[Data excerpts]
--- START ---

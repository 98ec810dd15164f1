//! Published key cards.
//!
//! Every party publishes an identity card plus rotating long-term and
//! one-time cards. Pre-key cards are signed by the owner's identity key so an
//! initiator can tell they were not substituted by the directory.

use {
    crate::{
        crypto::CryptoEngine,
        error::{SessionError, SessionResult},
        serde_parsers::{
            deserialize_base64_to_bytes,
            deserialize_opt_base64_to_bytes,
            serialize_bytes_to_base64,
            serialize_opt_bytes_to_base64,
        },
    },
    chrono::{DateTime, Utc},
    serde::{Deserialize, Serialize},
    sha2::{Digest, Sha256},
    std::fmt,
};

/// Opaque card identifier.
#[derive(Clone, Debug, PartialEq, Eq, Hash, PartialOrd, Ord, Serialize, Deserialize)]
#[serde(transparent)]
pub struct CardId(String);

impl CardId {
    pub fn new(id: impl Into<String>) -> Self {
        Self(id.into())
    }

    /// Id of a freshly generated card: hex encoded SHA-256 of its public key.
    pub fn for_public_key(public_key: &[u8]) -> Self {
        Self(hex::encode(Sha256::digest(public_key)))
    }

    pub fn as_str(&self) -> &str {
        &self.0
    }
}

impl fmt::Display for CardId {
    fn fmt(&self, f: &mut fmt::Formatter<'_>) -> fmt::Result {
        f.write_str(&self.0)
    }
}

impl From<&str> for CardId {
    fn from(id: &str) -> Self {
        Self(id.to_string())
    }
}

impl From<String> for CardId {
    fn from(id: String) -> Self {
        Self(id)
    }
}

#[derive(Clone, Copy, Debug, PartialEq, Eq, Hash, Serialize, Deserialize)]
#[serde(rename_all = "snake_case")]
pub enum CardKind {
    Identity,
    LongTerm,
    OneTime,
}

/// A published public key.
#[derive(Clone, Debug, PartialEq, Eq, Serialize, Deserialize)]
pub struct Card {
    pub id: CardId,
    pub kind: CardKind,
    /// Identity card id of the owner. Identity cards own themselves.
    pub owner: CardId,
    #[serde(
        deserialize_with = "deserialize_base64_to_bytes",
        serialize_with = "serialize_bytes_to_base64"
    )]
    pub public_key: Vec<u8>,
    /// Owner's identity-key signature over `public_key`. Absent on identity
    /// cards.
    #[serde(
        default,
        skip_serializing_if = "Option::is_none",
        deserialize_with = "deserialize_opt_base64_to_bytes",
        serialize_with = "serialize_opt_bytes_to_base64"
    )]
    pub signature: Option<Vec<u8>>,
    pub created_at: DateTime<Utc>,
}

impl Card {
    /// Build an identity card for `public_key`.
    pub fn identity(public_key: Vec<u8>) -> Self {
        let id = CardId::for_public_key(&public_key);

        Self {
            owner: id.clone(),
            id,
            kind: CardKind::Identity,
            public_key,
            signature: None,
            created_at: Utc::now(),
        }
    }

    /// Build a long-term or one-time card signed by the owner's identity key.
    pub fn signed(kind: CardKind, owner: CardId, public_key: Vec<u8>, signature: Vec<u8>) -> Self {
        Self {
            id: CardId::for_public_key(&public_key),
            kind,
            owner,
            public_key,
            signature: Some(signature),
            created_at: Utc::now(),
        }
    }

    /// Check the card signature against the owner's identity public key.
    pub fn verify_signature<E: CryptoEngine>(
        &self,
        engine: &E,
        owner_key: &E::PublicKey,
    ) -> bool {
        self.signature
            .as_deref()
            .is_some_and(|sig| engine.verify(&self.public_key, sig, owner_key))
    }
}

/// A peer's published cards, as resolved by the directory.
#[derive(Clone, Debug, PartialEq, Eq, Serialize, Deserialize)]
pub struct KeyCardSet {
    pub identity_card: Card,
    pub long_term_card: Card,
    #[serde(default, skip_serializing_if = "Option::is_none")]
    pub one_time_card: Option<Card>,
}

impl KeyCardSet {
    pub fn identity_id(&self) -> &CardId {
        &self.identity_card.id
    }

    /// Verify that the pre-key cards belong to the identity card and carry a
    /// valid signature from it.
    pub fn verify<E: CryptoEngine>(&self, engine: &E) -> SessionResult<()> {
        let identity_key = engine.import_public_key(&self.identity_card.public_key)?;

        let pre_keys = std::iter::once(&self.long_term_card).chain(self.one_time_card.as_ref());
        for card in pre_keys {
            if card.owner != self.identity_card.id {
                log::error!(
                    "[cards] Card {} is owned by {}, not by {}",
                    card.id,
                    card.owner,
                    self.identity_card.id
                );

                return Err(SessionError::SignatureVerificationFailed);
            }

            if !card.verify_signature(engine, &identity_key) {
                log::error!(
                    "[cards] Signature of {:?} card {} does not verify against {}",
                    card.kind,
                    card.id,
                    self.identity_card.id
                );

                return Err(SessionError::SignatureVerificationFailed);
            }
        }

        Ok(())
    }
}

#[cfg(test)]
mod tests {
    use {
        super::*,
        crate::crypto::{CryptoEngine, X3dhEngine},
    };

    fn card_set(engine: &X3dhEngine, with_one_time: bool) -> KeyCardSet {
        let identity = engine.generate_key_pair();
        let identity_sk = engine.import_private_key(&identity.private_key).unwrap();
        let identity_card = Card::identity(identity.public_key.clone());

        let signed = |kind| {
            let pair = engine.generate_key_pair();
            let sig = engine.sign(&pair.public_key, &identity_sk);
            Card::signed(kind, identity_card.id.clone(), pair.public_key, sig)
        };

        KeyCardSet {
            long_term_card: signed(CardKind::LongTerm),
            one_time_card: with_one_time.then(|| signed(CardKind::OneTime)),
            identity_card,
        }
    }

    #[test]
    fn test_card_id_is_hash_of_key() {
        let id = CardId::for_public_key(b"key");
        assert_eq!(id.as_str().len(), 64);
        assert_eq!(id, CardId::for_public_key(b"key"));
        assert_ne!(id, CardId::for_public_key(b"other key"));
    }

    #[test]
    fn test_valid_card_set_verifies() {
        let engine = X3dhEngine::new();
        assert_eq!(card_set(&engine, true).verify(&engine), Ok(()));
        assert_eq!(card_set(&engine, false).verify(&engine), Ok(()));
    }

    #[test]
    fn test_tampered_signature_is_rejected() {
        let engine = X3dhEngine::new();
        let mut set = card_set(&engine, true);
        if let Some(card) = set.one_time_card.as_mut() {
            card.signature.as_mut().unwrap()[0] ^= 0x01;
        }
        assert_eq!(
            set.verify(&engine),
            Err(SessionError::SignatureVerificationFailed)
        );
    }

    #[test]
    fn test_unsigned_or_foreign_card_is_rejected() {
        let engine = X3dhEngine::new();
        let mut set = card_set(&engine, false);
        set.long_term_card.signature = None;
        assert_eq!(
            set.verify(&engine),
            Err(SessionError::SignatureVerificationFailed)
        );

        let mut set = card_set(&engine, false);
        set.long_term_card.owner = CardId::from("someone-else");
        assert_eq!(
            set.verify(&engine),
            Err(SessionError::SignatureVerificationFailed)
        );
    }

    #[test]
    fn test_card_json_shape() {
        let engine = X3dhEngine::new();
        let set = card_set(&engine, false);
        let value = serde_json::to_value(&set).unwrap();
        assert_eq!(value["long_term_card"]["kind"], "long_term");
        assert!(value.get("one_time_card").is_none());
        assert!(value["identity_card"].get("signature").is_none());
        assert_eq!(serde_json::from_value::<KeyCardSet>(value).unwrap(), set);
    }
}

--- END ---
--- START ---

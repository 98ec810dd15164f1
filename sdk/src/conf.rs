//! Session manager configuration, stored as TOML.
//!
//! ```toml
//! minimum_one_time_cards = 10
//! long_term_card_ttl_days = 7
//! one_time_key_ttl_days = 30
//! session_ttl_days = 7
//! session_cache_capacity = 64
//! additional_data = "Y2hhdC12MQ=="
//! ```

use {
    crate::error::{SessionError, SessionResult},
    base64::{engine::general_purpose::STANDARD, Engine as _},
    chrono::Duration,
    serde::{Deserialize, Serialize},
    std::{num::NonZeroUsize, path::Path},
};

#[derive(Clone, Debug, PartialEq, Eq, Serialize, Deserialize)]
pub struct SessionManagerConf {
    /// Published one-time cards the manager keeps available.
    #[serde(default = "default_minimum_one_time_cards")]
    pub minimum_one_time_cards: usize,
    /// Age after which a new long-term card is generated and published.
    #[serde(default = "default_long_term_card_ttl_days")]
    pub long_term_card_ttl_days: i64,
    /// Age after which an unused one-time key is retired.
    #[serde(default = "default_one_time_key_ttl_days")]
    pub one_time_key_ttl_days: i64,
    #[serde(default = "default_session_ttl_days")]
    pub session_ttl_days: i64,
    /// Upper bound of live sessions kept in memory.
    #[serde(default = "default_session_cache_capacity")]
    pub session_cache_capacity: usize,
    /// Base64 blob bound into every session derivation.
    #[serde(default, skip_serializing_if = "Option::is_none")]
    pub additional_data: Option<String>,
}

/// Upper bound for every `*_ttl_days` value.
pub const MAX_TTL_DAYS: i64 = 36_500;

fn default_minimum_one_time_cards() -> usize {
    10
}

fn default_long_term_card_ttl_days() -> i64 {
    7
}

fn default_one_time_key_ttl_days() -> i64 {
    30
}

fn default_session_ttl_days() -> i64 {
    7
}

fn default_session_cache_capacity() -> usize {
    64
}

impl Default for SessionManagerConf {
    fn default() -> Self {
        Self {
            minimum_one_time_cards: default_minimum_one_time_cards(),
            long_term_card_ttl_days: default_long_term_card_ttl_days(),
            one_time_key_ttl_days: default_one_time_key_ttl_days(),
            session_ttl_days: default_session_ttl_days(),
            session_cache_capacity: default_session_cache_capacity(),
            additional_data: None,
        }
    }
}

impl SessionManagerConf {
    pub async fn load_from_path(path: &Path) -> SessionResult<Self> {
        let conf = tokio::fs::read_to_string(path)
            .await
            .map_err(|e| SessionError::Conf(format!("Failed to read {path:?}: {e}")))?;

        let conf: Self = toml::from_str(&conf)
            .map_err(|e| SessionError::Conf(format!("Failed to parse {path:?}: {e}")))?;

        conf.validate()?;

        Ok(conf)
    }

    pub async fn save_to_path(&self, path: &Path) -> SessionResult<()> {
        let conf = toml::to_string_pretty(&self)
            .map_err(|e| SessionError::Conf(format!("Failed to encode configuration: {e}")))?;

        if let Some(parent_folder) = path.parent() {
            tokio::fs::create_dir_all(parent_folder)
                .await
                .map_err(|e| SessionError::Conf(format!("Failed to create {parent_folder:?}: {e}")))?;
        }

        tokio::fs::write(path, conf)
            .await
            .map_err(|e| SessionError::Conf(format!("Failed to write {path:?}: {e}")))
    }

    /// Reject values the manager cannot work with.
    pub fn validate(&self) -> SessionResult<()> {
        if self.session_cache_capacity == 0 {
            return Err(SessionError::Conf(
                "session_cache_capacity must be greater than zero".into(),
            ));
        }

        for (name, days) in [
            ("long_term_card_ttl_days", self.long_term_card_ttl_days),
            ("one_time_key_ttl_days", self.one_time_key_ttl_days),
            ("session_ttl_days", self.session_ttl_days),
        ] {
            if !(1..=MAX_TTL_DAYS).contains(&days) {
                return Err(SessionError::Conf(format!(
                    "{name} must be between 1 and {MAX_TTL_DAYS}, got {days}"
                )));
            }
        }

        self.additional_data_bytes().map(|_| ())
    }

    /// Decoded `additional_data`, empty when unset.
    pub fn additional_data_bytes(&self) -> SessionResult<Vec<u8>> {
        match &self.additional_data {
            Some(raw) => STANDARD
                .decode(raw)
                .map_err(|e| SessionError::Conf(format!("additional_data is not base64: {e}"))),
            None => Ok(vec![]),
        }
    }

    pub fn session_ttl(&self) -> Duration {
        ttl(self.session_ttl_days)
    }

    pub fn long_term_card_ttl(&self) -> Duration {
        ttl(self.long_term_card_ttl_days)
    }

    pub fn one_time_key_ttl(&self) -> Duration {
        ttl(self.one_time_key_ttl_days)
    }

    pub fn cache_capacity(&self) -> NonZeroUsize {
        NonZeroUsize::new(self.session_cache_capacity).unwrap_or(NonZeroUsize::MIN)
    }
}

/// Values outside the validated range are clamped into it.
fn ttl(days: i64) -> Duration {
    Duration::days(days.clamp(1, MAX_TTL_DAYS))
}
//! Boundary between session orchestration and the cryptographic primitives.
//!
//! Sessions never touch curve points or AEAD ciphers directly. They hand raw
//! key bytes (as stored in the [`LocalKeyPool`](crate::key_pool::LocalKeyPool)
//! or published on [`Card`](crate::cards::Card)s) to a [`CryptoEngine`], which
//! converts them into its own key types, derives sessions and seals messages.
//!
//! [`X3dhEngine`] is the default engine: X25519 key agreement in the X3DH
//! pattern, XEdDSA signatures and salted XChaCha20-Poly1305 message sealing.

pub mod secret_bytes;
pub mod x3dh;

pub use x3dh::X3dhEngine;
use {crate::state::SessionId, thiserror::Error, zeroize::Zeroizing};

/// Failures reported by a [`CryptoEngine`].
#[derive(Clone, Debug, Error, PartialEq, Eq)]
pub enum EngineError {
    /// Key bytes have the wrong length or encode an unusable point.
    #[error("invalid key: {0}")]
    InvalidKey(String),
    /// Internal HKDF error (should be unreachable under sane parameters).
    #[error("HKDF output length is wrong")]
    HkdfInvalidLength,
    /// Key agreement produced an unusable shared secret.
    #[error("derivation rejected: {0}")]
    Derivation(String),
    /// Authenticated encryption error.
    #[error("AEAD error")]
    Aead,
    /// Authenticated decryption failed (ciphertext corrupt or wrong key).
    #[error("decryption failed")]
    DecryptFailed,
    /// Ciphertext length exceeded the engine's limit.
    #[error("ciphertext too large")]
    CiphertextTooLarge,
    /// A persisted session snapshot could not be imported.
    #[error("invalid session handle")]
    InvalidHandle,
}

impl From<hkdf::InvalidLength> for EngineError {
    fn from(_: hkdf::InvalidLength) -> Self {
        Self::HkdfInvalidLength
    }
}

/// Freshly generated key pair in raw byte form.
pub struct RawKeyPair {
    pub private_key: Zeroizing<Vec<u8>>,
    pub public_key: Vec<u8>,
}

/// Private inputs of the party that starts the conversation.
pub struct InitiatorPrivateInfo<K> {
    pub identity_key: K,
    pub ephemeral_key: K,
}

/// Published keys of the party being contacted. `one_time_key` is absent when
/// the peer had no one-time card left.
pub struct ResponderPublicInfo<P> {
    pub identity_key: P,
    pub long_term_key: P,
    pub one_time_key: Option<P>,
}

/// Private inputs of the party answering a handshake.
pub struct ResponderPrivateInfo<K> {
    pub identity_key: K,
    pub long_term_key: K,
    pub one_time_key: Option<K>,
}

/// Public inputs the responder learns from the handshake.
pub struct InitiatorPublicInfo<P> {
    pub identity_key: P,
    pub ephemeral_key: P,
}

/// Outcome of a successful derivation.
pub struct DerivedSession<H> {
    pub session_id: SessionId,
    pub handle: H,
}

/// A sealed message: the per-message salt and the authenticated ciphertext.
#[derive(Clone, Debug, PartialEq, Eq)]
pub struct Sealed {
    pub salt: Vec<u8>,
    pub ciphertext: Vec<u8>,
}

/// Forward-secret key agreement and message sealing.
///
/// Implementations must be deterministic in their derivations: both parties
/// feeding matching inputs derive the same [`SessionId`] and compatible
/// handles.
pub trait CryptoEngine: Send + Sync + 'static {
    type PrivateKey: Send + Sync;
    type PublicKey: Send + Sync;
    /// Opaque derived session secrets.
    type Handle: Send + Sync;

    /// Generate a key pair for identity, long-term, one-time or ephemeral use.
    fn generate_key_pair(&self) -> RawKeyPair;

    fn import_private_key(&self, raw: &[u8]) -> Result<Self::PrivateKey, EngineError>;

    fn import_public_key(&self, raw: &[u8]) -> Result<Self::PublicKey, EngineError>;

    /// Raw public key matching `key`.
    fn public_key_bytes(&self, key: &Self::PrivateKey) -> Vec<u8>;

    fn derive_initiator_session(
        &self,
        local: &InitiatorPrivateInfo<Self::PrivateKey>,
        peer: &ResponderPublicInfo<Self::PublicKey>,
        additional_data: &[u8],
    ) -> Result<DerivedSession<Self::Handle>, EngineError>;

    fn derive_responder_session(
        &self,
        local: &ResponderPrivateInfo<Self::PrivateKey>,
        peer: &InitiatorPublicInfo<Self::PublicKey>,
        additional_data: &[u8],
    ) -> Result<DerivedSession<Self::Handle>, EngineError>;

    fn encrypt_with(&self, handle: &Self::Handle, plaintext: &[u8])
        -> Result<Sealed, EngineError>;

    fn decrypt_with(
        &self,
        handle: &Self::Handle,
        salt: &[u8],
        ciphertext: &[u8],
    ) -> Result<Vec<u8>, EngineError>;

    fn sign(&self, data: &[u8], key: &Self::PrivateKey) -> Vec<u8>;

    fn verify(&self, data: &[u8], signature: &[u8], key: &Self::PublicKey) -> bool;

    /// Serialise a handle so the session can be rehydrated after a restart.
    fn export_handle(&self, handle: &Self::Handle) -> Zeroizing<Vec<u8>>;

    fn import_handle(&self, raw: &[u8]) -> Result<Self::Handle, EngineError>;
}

--- END ---

REQUIRED WORK ->
Where a line in the records above contains the string "must", copy that line.

ANSWER TO THIS EXERCISE ->
                "session_cache_capacity must be greater than zero".into(),
                    "{name} must be between 1 and {MAX_TTL_DAYS}, got {days}"
/// Implementations must be deterministic in their derivations: both parties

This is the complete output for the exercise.